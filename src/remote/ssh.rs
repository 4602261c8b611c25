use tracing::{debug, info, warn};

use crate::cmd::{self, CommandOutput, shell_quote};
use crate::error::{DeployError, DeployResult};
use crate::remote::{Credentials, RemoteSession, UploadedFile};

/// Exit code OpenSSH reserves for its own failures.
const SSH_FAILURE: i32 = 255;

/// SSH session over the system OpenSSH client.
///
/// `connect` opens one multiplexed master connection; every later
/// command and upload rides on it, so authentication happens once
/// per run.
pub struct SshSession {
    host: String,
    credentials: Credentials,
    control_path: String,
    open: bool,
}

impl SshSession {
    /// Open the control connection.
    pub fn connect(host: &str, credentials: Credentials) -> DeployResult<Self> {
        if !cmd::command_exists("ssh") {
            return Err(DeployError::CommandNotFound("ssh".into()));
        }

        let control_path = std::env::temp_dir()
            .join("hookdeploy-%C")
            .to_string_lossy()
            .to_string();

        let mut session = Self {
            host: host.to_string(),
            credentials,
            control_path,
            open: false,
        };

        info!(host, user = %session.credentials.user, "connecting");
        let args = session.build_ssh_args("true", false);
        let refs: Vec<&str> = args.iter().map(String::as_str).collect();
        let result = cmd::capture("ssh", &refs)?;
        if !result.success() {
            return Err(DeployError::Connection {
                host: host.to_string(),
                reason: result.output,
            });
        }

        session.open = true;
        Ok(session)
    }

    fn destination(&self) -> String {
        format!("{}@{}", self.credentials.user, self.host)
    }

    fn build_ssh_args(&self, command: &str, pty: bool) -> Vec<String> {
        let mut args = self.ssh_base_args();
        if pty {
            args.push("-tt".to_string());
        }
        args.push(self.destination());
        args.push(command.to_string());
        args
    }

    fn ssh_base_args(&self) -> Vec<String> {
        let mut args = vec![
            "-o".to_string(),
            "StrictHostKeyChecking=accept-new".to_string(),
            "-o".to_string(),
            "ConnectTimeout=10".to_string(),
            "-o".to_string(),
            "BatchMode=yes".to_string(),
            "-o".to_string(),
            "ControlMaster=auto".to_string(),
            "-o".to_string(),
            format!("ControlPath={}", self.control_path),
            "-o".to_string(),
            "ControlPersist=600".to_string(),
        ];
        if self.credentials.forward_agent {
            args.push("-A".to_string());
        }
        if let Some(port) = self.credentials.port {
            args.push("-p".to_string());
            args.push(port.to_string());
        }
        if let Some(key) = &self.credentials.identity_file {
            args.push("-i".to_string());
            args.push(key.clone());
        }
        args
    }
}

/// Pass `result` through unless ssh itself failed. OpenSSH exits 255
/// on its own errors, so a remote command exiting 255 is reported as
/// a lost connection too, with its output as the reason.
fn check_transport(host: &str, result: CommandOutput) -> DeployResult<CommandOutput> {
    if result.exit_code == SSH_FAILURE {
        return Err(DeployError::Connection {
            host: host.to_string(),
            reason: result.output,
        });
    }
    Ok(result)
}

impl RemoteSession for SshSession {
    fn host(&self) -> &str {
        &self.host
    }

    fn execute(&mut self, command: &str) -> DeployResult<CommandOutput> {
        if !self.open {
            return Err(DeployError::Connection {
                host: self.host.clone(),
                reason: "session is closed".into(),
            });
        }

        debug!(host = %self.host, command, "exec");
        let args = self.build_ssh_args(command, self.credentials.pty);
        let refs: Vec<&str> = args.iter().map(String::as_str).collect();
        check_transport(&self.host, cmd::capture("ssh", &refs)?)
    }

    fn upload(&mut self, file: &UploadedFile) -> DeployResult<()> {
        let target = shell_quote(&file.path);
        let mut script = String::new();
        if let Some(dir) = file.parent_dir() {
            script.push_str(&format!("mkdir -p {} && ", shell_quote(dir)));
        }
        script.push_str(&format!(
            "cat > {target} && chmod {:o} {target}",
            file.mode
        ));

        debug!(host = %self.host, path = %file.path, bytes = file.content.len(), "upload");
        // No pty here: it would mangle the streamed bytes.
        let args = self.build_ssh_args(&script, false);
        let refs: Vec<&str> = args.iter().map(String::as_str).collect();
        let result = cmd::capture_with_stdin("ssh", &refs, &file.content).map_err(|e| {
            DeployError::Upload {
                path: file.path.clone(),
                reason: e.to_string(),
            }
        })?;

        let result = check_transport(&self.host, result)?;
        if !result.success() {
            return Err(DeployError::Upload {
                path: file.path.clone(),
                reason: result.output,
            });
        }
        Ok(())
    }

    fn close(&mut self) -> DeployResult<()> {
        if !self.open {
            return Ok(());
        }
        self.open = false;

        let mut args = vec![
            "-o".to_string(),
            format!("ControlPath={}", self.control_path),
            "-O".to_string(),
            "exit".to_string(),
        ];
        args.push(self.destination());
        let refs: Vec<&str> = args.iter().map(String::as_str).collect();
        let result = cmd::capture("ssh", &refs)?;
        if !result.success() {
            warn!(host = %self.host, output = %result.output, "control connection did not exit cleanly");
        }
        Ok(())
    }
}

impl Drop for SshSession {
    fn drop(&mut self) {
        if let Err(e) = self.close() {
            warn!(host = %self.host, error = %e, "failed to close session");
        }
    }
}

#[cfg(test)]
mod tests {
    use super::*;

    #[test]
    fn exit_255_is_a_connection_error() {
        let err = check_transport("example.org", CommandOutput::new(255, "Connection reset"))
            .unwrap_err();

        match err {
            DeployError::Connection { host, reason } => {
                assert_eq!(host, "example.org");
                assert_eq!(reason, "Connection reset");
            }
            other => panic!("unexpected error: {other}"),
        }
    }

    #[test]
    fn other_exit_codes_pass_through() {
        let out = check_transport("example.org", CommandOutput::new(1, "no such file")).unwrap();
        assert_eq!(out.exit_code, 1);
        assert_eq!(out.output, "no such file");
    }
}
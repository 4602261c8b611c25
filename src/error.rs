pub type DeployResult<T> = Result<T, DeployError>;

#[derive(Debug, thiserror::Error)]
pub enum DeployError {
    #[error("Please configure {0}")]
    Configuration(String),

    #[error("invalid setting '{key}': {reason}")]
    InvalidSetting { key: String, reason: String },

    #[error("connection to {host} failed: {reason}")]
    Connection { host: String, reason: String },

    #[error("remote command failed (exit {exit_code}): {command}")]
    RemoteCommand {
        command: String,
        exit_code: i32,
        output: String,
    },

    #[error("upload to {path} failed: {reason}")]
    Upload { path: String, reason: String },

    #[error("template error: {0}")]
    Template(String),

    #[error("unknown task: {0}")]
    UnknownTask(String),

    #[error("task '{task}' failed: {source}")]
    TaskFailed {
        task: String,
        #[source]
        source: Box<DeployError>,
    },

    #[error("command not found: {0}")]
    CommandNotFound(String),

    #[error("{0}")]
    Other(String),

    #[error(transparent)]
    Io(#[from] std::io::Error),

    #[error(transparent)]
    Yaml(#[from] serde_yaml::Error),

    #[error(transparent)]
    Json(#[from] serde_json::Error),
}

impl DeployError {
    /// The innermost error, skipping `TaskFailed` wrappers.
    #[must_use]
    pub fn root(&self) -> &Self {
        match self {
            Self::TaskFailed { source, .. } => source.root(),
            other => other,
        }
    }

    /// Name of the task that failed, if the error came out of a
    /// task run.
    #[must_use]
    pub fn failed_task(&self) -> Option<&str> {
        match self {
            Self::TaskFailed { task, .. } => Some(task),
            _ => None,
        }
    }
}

Exercise requirements:
Each line from the top of the records through the one with "pub fn connect(host: &str, credentials: Credentials)" should be returned exactly. Leave out everything else.

Solution to this problem:
filename src/remote/ssh.rs
repository 4602261c8b611c25
use tracing::{debug, info, warn};

use crate::cmd::{self, CommandOutput, shell_quote};
use crate::error::{DeployError, DeployResult};
use crate::remote::{Credentials, RemoteSession, UploadedFile};

/// Exit code OpenSSH reserves for its own failures.
const SSH_FAILURE: i32 = 255;

/// SSH session over the system OpenSSH client.
///
/// `connect` opens one multiplexed master connection; every later
/// command and upload rides on it, so authentication happens once
/// per run.
pub struct SshSession {
    host: String,
    credentials: Credentials,
    control_path: String,
    open: bool,
}

impl SshSession {
    /// Open the control connection.
    pub fn connect(host: &str, credentials: Credentials) -> DeployResult<Self> {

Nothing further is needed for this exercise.